WeWork’s eye-watering net losses
The WeWork debacle led the Vision Fund to retrench. After investing in deals worth $36bn in 2018, this fell to $21bn and $12bn the year after. In one quarter last year, the fund recorded an $18bn loss.
“My own investment judgement was really bad,” Son told shareholders.“I regret it in many ways.
Outside investors declined to back a second Vision Fund, leaving the Japanese conglomerate to fund the scaled-down vehicle alone. It promised to make smaller investments in areas such as biotech and educational software.
But in recent months, SoftBank has stepped up its spending. In 2021 so far, the second Vision Fund has made 64 investments, according to data from PitchBook, more than the record 42 the first fund made at its peak in 2018. The fund has been involved in $21.9bn of deals, putting it on course to surpass the $33.4bn of investments the first fund participated in during 2018.
Masayoshi Son has launched an ambitious second round of his Vision Fund
Credit: Kiyoshi Ota/Bloomberg
“They learned a lot from the first one, and they’ve taken a concerted effort to not become so condensed into a specific industry or a specific company,” says Kyle Stanford, an analyst at PitchBook.
Insiders at SoftBank appear redeemed after a string of earlier investments paid off. The likes of US food delivery company DoorDash, Indonesian ride-hailing app Grab and South Korean online retail business Coupang have gone public in the last year. SoftBank recorded a $37bn profit from the Vision Fund in the first quarter of 2021.
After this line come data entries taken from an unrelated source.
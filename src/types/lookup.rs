//! Name-based type lookup.
//!
//! Used when only a textual name is available (explicit overrides, attribute
//! arguments). Every answer, including "not found", is cached under the
//! lowercased name.

use std::sync::Arc;

use super::model::{same_type, PrimitiveKind, TypeHandle, TypeSignature};
use super::resolver::{LookupCell, TypeResolver};

/// Result of a successful name lookup.
#[derive(Debug, Clone)]
pub struct TypeLookup {
    pub definition: TypeHandle,
    /// Generic argument names written in the looked-up name
    pub generic_arguments: Vec<String>,
    /// Number of `[]` suffixes stripped from the name
    pub array_depth: u8,
}

impl TypeLookup {
    fn new(definition: TypeHandle, generic_arguments: Vec<String>) -> Self {
        Self {
            definition,
            generic_arguments,
            array_depth: 0,
        }
    }

    /// The definition wrapped in one single-dimension array per `[]`.
    pub fn signature(&self) -> TypeSignature {
        (0..self.array_depth).fold(TypeSignature::Definition(self.definition.clone()), |sig, _| {
            sig.make_sz_array()
        })
    }
}

impl PartialEq for TypeLookup {
    fn eq(&self, other: &Self) -> bool {
        same_type(&self.definition, &other.definition)
            && self.generic_arguments == other.generic_arguments
            && self.array_depth == other.array_depth
    }
}

/// Split a generic argument list on top-level commas.
pub fn split_generic_arguments(list: &str) -> Vec<String> {
    let mut out = Vec::new();
    let mut depth = 0usize;
    let mut current = String::new();
    for c in list.chars() {
        match c {
            '<' | '[' => {
                depth += 1;
                current.push(c);
            }
            '>' | ']' => {
                depth = depth.saturating_sub(1);
                current.push(c);
            }
            ',' if depth == 0 => {
                out.push(current.trim().to_string());
                current.clear();
            }
            _ => current.push(c),
        }
    }
    if !current.trim().is_empty() {
        out.push(current.trim().to_string());
    }
    out
}

impl TypeResolver {
    /// Look a type up by name, falling back through progressively looser
    /// matches.
    pub fn resolve_by_name(&self, name: &str) -> Option<TypeLookup> {
        // Keywords are case-sensitive, so they cache apart from type names.
        let key = match PrimitiveKind::from_keyword(name) {
            Some(_) => format!("keyword:{}", name),
            None => name.to_lowercase(),
        };
        // Clone the cell out so no shard lock is held during the lookup.
        let cell: LookupCell = self.by_name.entry(key).or_default().clone();
        cell.get_or_init(|| {
            let found = self.lookup_uncached(name);
            if found.is_none() {
                log::debug!("Type name '{}' did not resolve", name);
            }
            found
        })
        .clone()
    }

    /// The definition only, for names known not to be generic.
    pub fn resolve_definition_by_name(&self, name: &str) -> Option<TypeHandle> {
        self.resolve_by_name(name).map(|l| l.definition)
    }

    /// Number of cached name lookups.
    pub fn cached_names(&self) -> usize {
        self.by_name.len()
    }

    fn find_full_name(&self, full_name: &str) -> Option<&TypeHandle> {
        self.table
            .types()
            .iter()
            .find(|t| t.full_name().eq_ignore_ascii_case(full_name))
    }

    fn unique<'a>(mut matches: impl Iterator<Item = &'a TypeHandle>) -> Option<&'a TypeHandle> {
        let first = matches.next()?;
        matches.next().is_none().then_some(first)
    }

    fn lookup_uncached(&self, name: &str) -> Option<TypeLookup> {
        if let Some(primitive) = PrimitiveKind::from_name(name) {
            return Some(TypeLookup::new(self.table.primitive(primitive).clone(), Vec::new()));
        }

        let mut defined = self.find_full_name(name).cloned();

        if defined.is_none() {
            if let Some(element) = name.strip_suffix("[]") {
                return self.resolve_by_name(element).map(|mut l| {
                    l.array_depth += 1;
                    l
                });
            }
        }

        let mut name = name.to_string();
        let mut generic_arguments = Vec::new();
        if defined.is_none() {
            if let Some(open) = name.find('<') {
                let inner = name[open + 1..].strip_suffix('>').unwrap_or(&name[open + 1..]);
                generic_arguments = split_generic_arguments(inner);
                let mut base = name[..open].to_string();
                if !base.contains('`') {
                    base = format!("{}`{}", base, generic_arguments.len());
                }
                name = base;
                defined = self.find_full_name(&name).cloned();
            }
        }

        if let Some(found) = defined {
            return Some(TypeLookup::new(found, generic_arguments));
        }

        // Unqualified System type.
        if let Some(found) = self.find_full_name(&format!("System.{}", name)) {
            return Some(TypeLookup::new(found.clone(), generic_arguments));
        }

        // Unique simple name.
        let types = self.table.types();
        if let Some(found) = Self::unique(types.iter().filter(|t| t.name.eq_ignore_ascii_case(&name))) {
            return Some(TypeLookup::new(found.clone(), generic_arguments));
        }

        if !name.contains('.') {
            return None;
        }

        // Unique dotted suffix, treating nested separators as dots.
        let suffix = name.to_lowercase();
        Self::unique(types.iter().filter(|t| {
            t.full_name().replace('/', ".").to_lowercase().ends_with(&suffix)
        }))
        .map(|found| TypeLookup::new(Arc::clone(found), generic_arguments))
    }
}

#[cfg(test)]
mod tests {
    use std::sync::Arc;

    use super::*;
    use crate::types::descriptor::InMemoryMetadata;
    use crate::types::{TypeDefinition, TypeTable};
    use rstest::rstest;

    fn resolver() -> TypeResolver {
        let player = TypeDefinition::new("Game", "Player").into_handle();
        let types = vec![
            player.clone(),
            TypeDefinition::new("", "State").nested_in(player).into_handle(),
            TypeDefinition::new("Game", "Foo").into_handle(),
            TypeDefinition::new("System.Collections.Generic", "List`1")
                .with_generic_parameters(["T"])
                .into_handle(),
            TypeDefinition::new("System.Collections.Generic", "Dictionary`2")
                .with_generic_parameters(["TKey", "TValue"])
                .into_handle(),
            TypeDefinition::new("System", "Exception").into_handle(),
            TypeDefinition::new("UnityEngine", "Object").into_handle(),
            TypeDefinition::new("Game.Ui", "Widget").into_handle(),
            TypeDefinition::new("Game.World", "Widget").into_handle(),
        ];
        TypeResolver::new(
            Arc::new(TypeTable::new(types)),
            Arc::new(InMemoryMetadata::new(24.0)),
        )
    }

    #[rstest]
    #[case("Int32", "System.Int32")]
    #[case("System.Int32", "System.Int32")]
    #[case("game.player", "Game.Player")]
    #[case("Exception", "System.Exception")]
    #[case("Foo", "Game.Foo")]
    #[case("Player.State", "Game.Player/State")]
    #[case("Ui.Widget", "Game.Ui.Widget")]
    fn test_lookup(#[case] name: &str, #[case] expected: &str) {
        let resolver = resolver();
        let found = resolver.resolve_by_name(name).unwrap();
        assert_eq!(found.definition.full_name(), expected);
    }

    #[test]
    fn test_primitive_aliases_share_handle() {
        let resolver = resolver();
        let a = resolver.resolve_by_name("Int32").unwrap();
        let b = resolver.resolve_by_name("System.Int32").unwrap();
        assert_eq!(a, b);
    }

    #[test]
    fn test_array_suffix() {
        let resolver = resolver();
        let element = resolver.resolve_by_name("Foo").unwrap();
        let array = resolver.resolve_by_name("Foo[]").unwrap();

        assert!(same_type(&array.definition, &element.definition));
        assert_eq!(array.array_depth, 1);
        assert_eq!(array.signature().to_string(), "Game.Foo[]");
    }

    #[test]
    fn test_generic_names() {
        let resolver = resolver();
        let list = resolver.resolve_by_name("List<Int32>").unwrap();
        assert_eq!(list.definition.name, "List`1");
        assert_eq!(list.generic_arguments, vec!["Int32"]);

        let dict = resolver.resolve_by_name("Dictionary<String, List<Int32>>").unwrap();
        assert_eq!(dict.definition.name, "Dictionary`2");
        assert_eq!(dict.generic_arguments, vec!["String", "List<Int32>"]);
    }

    #[test]
    fn test_ambiguous_simple_name_fails() {
        let resolver = resolver();
        assert!(resolver.resolve_by_name("Widget").is_none());
        assert!(resolver.resolve_by_name("Nope").is_none());
    }

    #[test]
    fn test_cache_is_case_insensitive() {
        let resolver = resolver();
        let a = resolver.resolve_by_name("GAME.PLAYER");
        let b = resolver.resolve_by_name("game.player");
        assert_eq!(a, b);

        let missing = resolver.resolve_by_name("Missing.Thing");
        assert!(missing.is_none());
        let cached = resolver.cached_names();
        assert!(resolver.resolve_by_name("missing.thing").is_none());
        assert_eq!(resolver.cached_names(), cached);
    }

    #[test]
    fn test_keywords_match_exactly() {
        let resolver = resolver();
        let keyword = resolver.resolve_by_name("int").unwrap();
        assert_eq!(keyword.definition.full_name(), "System.Int32");
        assert!(resolver.resolve_by_name("Int").is_none());
        assert!(resolver.resolve_by_name("int").is_some());
    }

    #[test]
    fn test_split_arguments() {
        assert_eq!(
            split_generic_arguments("A, B<C, D>, E[]"),
            vec!["A", "B<C, D>", "E[]"]
        );
        assert!(split_generic_arguments("").is_empty());
    }
}
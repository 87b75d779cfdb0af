//! Method body boundary strategies.
//!
//! Metadata does not always carry a body length. When it does, decoding stops
//! exactly there. Otherwise one of the walks below guesses where the body
//! ends, never reading more than [`BodyOptions::max_body_size`] bytes.

use std::fmt;

use clap::ValueEnum;
use serde::{Deserialize, Serialize};

use crate::arch::InstructionSet;
use crate::{Address, BinaryImage, Insn, MAX_INSTRUCTION_SIZE};

pub mod linear;
pub mod recursive;

/// How to find the end of a method whose length is unknown.
#[derive(Copy, Clone, ValueEnum, Debug, Default, PartialEq, Eq, Serialize, Deserialize)]
pub enum BoundaryStrategy {
    /// Sweep forward until an exit with no pending forward branch
    #[default]
    Linear,
    /// Follow branch targets from the entry point
    Recursive,
}

impl fmt::Display for BoundaryStrategy {
    fn fmt(&self, f: &mut fmt::Formatter<'_>) -> fmt::Result {
        match self {
            BoundaryStrategy::Linear => write!(f, "Linear sweep"),
            BoundaryStrategy::Recursive => write!(f, "Recursive descent"),
        }
    }
}

/// Default cap on heuristically sized bodies.
pub const DEFAULT_MAX_BODY_SIZE: u64 = 0x10000;

/// Knobs for body decoding.
#[derive(Debug, Clone, Copy, PartialEq, Eq)]
pub struct BodyOptions {
    pub strategy: BoundaryStrategy,
    pub max_body_size: u64,
}

impl Default for BodyOptions {
    fn default() -> Self {
        Self {
            strategy: BoundaryStrategy::default(),
            max_body_size: DEFAULT_MAX_BODY_SIZE,
        }
    }
}

/// Decode one method body at `address`.
///
/// An explicit `length` always wins over the configured strategy. Returns an
/// empty list when `address` is not mapped.
pub fn decode_body(
    isa: &dyn InstructionSet,
    image: &BinaryImage,
    address: Address,
    length: Option<u64>,
    options: &BodyOptions,
) -> Vec<Insn> {
    if !image.is_mapped(address) {
        log::warn!("Method address 0x{:x} is not mapped", address);
        return Vec::new();
    }

    let insns = match length {
        Some(len) => linear::sweep_exact(isa, image, address, len),
        None => match options.strategy {
            BoundaryStrategy::Linear => linear::sweep(isa, image, address, options.max_body_size),
            BoundaryStrategy::Recursive => {
                recursive::descend(isa, image, address, options.max_body_size)
            }
        },
    };

    let gaps = insns.iter().filter(|i| i.is_invalid()).count();
    if gaps > 0 {
        log::warn!("0x{:x}: {} undecodable entries in body", address, gaps);
    }
    log::debug!(
        "0x{:x}: decoded {} instructions ({})",
        address,
        insns.len(),
        match length {
            Some(_) => "explicit length".to_string(),
            None => options.strategy.to_string(),
        }
    );
    insns
}

/// Decode the instruction at `at` without reading at or past `end`.
///
/// Undecodable bytes become an invalid entry of the backend's skip width.
/// Returns `None` only when nothing is left to read.
pub(crate) fn decode_one(
    isa: &dyn InstructionSet,
    image: &BinaryImage,
    at: Address,
    end: Address,
) -> Option<Insn> {
    let remaining = end.saturating_sub(at) as usize;
    if remaining == 0 {
        return None;
    }
    let code = image.bytes_at(at, remaining.min(MAX_INSTRUCTION_SIZE))?;
    let decoder = isa.decoder();
    Some(decoder.decode(code, at).unwrap_or_else(|| {
        let step = decoder.invalid_step().min(code.len());
        Insn::invalid(at, &code[..step])
    }))
}
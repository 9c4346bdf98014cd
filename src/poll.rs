//! Bounded fixed-interval polling.

use std::thread;
use std::time::Duration;

/// Attempts per wait loop.
pub const DEFAULT_ATTEMPTS: u32 = 40;
/// Pause between attempts; 40 attempts give roughly a minute.
pub const DEFAULT_INTERVAL: Duration = Duration::from_millis(1500);

/// Outcome of one attempt.
#[derive(Debug, Clone, PartialEq, Eq)]
pub enum Check<T> {
    /// Done, stop polling with this value.
    Ready(T),
    /// Not yet, try again after the interval.
    Pending,
    /// The thing we wait for is gone; stop without retrying.
    Gone,
}

/// How a poll ended.
#[derive(Debug, Clone, PartialEq, Eq)]
pub enum PollOutcome<T> {
    Ready { value: T, attempts: u32 },
    Gone { attempts: u32 },
    Exhausted { attempts: u32 },
}

/// Attempt count and sleep interval of a wait loop.
#[derive(Debug, Clone, Copy, PartialEq, Eq)]
pub struct PollSchedule {
    pub attempts: u32,
    pub interval: Duration,
}

impl Default for PollSchedule {
    fn default() -> Self {
        Self {
            attempts: DEFAULT_ATTEMPTS,
            interval: DEFAULT_INTERVAL,
        }
    }
}

impl PollSchedule {
    pub fn new(attempts: u32, interval: Duration) -> Self {
        Self { attempts, interval }
    }

    /// Poll `check` until it is ready, gone, or the attempts run out.
    ///
    /// `still_exists` runs first on every attempt; once it reports false the
    /// loop ends with [`PollOutcome::Gone`] without calling `check`.
    /// Errors from either closure end the loop immediately.
    pub fn poll_until<T, E>(
        &self,
        mut still_exists: impl FnMut() -> Result<bool, E>,
        mut check: impl FnMut() -> Result<Check<T>, E>,
    ) -> Result<PollOutcome<T>, E> {
        for attempt in 1..=self.attempts {
            if !still_exists()? {
                return Ok(PollOutcome::Gone { attempts: attempt });
            }
            match check()? {
                Check::Ready(value) => {
                    return Ok(PollOutcome::Ready {
                        value,
                        attempts: attempt,
                    })
                }
                Check::Gone => return Ok(PollOutcome::Gone { attempts: attempt }),
                Check::Pending => {}
            }
            if attempt < self.attempts && !self.interval.is_zero() {
                thread::sleep(self.interval);
            }
        }
        Ok(PollOutcome::Exhausted {
            attempts: self.attempts,
        })
    }
}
Rolf Bulk, an analyst at New Street Research, says the combination of more cash from successful investments and increased confidence as the WeWork debacle fades explains SoftBank’s newfound exuberance.
“That appetite for investments is again picking up and I think that’s partly driven by those stellar results of Vision Fund One,” Bulk says. “That really vindicated Masa’s approach when it comes to investing.”
Son is said to be more hands-on at the fund. SoftBank has sold much of its investments in US and Japanese telecoms networks and is in the process of selling British microchip company Arm to Nvidia, making the Vision Fund’s performance much more central to the Japanese giant.
Arm/Nvidia timeline (new)
But the company’s boss is known for his penchant for big bets, and the Vision Fund has made a handful of larger deals that suggest it has not lost all its vigour.
Earlier this month, the Vision Fund led a $580m investment in loss-making British fintech app Revolut. The round valued Revolut at $33bn, six times what it was valued at 18 months ago, and more than NatWest.
Martin Gilbert, Revolut’s chairman, said the company did not need the money, but that it would use it to fund growth – an echo of the big-spending strategy Son had encouraged with successes such as Alibaba and failures such as WeWork.
Martin Mignot, of venture capital firm Index Ventures and a former Revolut board member, says the company’s valuation is justified on the basis that it can become a “super app”, a single app combining finance, foreign exchange and new services, rather than just a bank.
SoftBank has made other substantial bets. In June, the Swedish buy-now-pay-later service Klarna was valued at $46bn in a $639m funding round led by the second Vision Fund, and earlier this month it put $1.7bn into Yanolja, a South Korean hotel booking site.
“The model is that some of their investments will fail, and some will be okay,” says Bulk. “But some will be blowout successes.”
If any of Son’s next wagers turn out to be another WeWork, that model may face more questions. But for now, SoftBank looks set to keep spending.